Safe Electricity urges those hosting and using indoor and outdoor charging stations to understand and avoid electrical dangers.
“It is encouraging to see Good Samaritans helping those without power,” says Molly Hall, executive director of the Energy Education Council, provider of the Safe Electricity program. “These temporary charging stations are okay for short-term use and are very helpful in this extreme situation. However, people should take safety precautions.”
Offering a safe charging station is fairly simple. Safe Electricity has the following tips for those hosting and using charging stations in areas with power outages:
Those who host a charging station are also advised to have a fire extinguisher that is equipped to put out electrical fires.

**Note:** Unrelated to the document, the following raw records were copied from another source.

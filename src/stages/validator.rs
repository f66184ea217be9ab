//! Validation engine: runs every check, scores the result and decides
//! whether the scene may complete.
//!
//! Scoring starts at 100 and subtracts a penalty per issue, clamped at 0.
//! A scene passes when the score reaches the passing threshold and no
//! error-severity issue remains.

use anyhow::Result;
use log::info;

use crate::{
    config::ValidationSection,
    model::{EntityStatus, Issue, IssueCategory, Severity, ValidationOutcome},
    record::{SceneRecord, StageUpdate},
    stages::StageContext,
};

pub mod checks;
pub mod report;

pub fn penalty(issue: &Issue) -> u32 {
    match issue.severity {
        Severity::Error => 10,
        Severity::Info => 1,
        Severity::Warning => match issue.category {
            IssueCategory::Clipping | IssueCategory::Floating => 3,
            IssueCategory::Overexposure => 4,
            IssueCategory::Lighting
            | IssueCategory::Material
            | IssueCategory::PromptAlignment
            | IssueCategory::MissingAsset => 5,
        },
    }
}

pub fn score_issues(issues: &[Issue]) -> u32 {
    let total = issues.iter().fold(0u32, |acc, i| acc.saturating_add(penalty(i)));
    100u32.saturating_sub(total)
}

pub fn passes(score: u32, issues: &[Issue], passing_score: u32) -> bool {
    score >= passing_score && !issues.iter().any(|i| i.severity == Severity::Error)
}

/// All checks over the current record, in a fixed order.
pub fn run_checks(record: &SceneRecord, limits: &ValidationSection) -> Vec<Issue> {
    let entities = &record.entities;
    let lighting = record.lighting.as_ref();
    let mut issues = checks::collisions(entities, limits);
    issues.extend(checks::resting(entities, limits));
    issues.extend(checks::materials(entities));
    issues.extend(checks::exposure(entities, lighting, limits));
    issues.extend(checks::lights(lighting, limits));
    issues.extend(checks::alignment(record.plan.as_ref(), entities));
    issues.extend(checks::placeholders(entities));
    issues
}

pub fn validate(ctx: &StageContext<'_>, record: &SceneRecord) -> Result<StageUpdate> {
    let limits = &ctx.settings.validation;
    info!("[validator] validating {} entities", record.entities.len());

    let issues = run_checks(record, limits);
    let score = score_issues(&issues);
    let passed = passes(score, &issues, limits.passing_score);

    let count = |s: Severity| issues.iter().filter(|i| i.severity == s).count();
    let summary = format!(
        "score {score}/100, {}, {} issues ({} errors, {} warnings, {} info)",
        if passed { "passed" } else { "failed" },
        issues.len(),
        count(Severity::Error),
        count(Severity::Warning),
        count(Severity::Info)
    );
    info!("[validator] {summary}");

    let mut update = StageUpdate {
        summary,
        ..StageUpdate::default()
    };
    let report = if passed {
        let validated: Vec<_> = record
            .entities
            .iter()
            .cloned()
            .map(|mut e| {
                e.status = EntityStatus::Validated;
                e
            })
            .collect();
        let mut final_view = record.clone();
        final_view.entities = validated.clone();
        update.entities = Some(validated);
        Some(report::render(&final_view, &issues, score, true, None))
    } else {
        None
    };

    update.validation = Some(ValidationOutcome {
        passed,
        score,
        report,
    });
    update.issues = Some(issues);
    Ok(update)
}

#[cfg(test)]
mod tests {
    use super::*;

    fn issue(severity: Severity, category: IssueCategory) -> Issue {
        Issue::new(severity, category, "x")
    }

    #[test]
    fn penalties_by_severity_and_category() {
        assert_eq!(penalty(&issue(Severity::Error, IssueCategory::Clipping)), 10);
        assert_eq!(penalty(&issue(Severity::Warning, IssueCategory::Floating)), 3);
        assert_eq!(penalty(&issue(Severity::Warning, IssueCategory::Overexposure)), 4);
        assert_eq!(penalty(&issue(Severity::Warning, IssueCategory::MissingAsset)), 5);
        assert_eq!(penalty(&issue(Severity::Info, IssueCategory::Material)), 1);
    }

    #[test]
    fn score_clamps_at_zero() {
        let issues = vec![issue(Severity::Error, IssueCategory::Clipping); 12];
        assert_eq!(score_issues(&issues), 0);
        assert_eq!(score_issues(&[]), 100);
    }

    #[test]
    fn any_error_blocks_pass() {
        let issues = vec![issue(Severity::Error, IssueCategory::Lighting)];
        assert_eq!(score_issues(&issues), 90);
        assert!(!passes(90, &issues, 60));
        let warnings = vec![issue(Severity::Warning, IssueCategory::Material); 8];
        assert_eq!(score_issues(&warnings), 60);
        assert!(passes(60, &warnings, 60));
        assert!(!passes(55, &warnings, 60));
    }
}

For more information on safety following a major storm, visit SafeElectricity.org. The site provides comprehensive storm recovery information and resources on issues like prolonged outages, flooding (indoors and outside), downed power lines, and generator safety. The Energy Education Council joins with millions nationally in thoughts and actions for a safe and swift recovery in the wake of Superstorm Sandy.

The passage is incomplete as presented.